→ PROBLEM DETAILS
Report back every line from the entries below in which the word "EmbeddedConfigSource" occurs.
○ ○ ○
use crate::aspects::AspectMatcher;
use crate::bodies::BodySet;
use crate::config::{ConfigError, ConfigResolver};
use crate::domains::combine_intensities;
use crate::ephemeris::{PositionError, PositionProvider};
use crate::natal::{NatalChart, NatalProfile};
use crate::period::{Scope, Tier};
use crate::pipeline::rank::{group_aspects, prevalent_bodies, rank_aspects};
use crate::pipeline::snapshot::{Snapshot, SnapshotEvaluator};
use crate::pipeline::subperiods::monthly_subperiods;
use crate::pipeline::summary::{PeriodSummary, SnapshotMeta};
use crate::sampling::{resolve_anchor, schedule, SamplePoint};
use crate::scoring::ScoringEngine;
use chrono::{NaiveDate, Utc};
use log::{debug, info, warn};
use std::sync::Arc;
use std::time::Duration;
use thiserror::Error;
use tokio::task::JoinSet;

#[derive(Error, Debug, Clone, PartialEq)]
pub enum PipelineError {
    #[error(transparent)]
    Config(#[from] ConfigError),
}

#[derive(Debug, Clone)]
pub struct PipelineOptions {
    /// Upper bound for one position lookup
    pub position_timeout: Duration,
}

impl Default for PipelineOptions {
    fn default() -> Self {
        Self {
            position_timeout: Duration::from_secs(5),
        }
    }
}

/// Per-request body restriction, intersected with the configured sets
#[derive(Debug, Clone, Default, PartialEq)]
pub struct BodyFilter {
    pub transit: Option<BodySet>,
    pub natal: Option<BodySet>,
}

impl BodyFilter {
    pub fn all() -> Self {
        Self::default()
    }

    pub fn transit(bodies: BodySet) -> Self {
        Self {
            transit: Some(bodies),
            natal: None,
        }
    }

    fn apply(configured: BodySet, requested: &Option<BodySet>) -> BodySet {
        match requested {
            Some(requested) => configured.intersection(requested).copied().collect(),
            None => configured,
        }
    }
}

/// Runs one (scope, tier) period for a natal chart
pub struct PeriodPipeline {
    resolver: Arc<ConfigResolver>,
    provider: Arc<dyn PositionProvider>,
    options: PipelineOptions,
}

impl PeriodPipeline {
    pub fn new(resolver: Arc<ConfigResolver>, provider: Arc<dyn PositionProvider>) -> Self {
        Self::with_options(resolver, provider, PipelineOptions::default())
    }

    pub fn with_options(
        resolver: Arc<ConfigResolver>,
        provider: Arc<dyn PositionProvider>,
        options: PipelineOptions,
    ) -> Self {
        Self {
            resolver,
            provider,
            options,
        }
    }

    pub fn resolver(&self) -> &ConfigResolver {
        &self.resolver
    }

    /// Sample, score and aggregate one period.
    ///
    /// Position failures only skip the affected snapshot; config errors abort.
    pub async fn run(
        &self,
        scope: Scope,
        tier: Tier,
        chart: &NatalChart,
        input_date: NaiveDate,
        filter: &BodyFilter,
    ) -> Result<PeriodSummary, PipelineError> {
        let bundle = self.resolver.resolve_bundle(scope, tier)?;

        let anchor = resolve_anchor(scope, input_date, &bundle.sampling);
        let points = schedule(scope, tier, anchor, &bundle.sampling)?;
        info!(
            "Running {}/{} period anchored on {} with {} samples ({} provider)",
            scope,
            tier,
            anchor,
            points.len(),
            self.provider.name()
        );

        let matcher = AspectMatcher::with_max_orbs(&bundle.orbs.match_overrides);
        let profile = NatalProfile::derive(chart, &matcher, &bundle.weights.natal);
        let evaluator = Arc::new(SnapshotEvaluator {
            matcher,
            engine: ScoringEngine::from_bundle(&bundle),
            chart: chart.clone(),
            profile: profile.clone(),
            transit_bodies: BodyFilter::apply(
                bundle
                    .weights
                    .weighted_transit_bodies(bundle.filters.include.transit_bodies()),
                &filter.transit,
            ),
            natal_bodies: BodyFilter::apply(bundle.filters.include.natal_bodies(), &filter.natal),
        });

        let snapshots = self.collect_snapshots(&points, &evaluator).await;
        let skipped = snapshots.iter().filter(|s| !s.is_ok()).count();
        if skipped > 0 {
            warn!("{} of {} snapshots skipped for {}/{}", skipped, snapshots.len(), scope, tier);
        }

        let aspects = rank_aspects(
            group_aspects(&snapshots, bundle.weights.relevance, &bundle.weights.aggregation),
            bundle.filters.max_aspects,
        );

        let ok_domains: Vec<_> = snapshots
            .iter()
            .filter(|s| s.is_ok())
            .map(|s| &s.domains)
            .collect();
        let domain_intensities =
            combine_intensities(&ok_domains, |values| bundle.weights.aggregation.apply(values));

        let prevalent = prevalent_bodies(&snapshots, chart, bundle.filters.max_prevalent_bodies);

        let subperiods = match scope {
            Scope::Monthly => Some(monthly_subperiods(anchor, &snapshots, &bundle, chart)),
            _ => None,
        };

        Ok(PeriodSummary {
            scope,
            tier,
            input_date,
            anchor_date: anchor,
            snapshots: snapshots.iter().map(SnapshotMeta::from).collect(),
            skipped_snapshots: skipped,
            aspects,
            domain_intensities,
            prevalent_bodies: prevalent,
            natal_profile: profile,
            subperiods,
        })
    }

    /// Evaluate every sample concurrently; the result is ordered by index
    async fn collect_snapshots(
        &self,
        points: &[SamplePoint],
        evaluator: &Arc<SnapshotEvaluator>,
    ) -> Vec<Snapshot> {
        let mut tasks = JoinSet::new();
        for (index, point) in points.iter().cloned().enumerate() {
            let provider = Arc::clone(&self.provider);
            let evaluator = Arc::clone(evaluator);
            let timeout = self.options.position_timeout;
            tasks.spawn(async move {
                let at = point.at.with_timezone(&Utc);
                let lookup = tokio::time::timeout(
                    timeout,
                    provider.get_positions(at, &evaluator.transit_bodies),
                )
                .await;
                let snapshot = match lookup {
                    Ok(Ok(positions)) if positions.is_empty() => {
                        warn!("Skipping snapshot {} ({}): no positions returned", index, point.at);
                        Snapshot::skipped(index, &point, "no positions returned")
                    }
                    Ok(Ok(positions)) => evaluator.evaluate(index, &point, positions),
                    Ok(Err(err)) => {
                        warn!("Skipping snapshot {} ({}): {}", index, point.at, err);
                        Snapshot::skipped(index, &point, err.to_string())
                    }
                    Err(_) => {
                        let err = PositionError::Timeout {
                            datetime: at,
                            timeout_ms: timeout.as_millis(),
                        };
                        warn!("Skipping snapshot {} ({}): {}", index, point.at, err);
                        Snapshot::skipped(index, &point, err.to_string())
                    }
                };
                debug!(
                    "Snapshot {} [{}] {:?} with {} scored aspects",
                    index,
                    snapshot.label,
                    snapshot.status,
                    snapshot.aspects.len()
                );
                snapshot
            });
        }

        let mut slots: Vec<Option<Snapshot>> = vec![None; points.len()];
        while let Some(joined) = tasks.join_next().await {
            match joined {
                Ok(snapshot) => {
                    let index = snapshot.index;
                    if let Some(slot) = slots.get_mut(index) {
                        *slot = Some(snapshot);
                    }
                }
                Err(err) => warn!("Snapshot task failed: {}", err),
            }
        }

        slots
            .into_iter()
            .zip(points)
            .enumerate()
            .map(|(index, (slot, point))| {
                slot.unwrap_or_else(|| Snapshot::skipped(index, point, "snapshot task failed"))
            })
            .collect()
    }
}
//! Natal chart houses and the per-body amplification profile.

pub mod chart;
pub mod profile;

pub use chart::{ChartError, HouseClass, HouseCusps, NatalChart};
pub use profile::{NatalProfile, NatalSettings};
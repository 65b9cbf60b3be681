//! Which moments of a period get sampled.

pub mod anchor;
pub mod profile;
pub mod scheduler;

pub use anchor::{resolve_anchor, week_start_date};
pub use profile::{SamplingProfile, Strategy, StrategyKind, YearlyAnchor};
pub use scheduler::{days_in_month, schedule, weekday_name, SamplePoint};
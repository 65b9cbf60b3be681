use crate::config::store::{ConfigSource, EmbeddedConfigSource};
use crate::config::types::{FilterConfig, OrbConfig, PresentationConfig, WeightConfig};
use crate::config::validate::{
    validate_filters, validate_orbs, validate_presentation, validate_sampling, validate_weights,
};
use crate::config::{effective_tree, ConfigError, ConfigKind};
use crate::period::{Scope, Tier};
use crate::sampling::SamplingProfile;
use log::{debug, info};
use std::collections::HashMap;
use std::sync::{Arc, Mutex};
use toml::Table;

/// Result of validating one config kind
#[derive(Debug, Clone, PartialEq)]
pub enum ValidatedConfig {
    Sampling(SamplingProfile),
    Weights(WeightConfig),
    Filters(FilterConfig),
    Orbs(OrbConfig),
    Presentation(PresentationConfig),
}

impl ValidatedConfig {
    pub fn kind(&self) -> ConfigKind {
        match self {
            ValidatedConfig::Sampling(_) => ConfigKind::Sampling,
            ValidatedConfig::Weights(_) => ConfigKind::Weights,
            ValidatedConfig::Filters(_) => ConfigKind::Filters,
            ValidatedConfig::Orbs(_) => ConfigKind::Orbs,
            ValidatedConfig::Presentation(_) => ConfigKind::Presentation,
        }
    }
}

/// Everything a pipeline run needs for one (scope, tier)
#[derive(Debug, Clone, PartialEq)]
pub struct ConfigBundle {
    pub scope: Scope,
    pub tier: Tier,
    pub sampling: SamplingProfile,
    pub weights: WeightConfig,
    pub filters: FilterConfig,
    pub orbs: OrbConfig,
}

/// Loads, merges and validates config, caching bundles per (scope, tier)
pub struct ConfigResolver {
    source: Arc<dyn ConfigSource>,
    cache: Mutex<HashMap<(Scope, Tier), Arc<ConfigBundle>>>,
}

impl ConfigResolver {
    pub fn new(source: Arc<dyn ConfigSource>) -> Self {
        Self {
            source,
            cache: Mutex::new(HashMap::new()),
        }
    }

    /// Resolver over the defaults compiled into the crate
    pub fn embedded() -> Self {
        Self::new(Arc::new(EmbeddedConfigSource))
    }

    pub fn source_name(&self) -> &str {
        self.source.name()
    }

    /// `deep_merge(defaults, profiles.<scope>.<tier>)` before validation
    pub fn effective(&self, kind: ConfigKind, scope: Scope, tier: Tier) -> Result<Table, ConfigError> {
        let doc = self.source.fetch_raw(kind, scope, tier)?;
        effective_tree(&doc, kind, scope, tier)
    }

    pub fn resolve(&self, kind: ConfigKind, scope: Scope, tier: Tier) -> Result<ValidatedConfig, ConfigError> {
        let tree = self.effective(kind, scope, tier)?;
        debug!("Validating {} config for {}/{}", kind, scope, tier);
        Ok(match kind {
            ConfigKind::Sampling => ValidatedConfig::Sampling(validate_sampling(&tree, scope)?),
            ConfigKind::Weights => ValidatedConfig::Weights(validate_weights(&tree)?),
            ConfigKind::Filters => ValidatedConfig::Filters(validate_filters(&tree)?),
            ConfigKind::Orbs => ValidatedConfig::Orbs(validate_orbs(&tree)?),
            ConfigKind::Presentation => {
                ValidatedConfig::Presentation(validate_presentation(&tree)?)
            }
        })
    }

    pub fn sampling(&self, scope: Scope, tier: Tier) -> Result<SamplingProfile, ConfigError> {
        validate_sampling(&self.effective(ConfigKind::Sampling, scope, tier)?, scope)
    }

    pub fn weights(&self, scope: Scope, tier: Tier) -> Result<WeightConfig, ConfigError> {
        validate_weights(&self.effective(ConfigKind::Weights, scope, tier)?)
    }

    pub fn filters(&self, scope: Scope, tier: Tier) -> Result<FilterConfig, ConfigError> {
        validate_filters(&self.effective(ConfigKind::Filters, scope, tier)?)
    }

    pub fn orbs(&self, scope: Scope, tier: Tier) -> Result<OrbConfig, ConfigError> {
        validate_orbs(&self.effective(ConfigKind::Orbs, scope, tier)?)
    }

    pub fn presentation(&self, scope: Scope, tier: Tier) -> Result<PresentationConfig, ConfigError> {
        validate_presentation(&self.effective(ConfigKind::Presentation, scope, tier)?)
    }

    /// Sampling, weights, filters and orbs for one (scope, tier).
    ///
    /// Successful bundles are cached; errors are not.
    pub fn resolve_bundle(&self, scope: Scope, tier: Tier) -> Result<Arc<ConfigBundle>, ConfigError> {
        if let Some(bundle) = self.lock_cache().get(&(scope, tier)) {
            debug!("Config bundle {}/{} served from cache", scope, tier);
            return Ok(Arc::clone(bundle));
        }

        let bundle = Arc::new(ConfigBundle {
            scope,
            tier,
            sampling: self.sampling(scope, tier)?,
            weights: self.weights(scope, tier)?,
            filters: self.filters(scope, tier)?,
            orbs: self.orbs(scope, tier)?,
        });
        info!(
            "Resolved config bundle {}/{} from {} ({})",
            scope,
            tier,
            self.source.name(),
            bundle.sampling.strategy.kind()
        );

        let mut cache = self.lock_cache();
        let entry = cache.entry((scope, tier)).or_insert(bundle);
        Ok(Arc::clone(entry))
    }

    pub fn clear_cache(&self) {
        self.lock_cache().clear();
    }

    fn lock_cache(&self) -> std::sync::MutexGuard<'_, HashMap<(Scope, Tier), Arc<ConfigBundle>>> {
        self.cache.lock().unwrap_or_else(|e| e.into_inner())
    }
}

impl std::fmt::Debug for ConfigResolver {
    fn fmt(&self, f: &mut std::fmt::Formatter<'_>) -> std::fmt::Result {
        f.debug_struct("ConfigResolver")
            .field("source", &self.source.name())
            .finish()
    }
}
○ ○ ○
→ TASK OUTPUT
use crate::config::store::{ConfigSource, EmbeddedConfigSource};
        Self::new(Arc::new(EmbeddedConfigSource))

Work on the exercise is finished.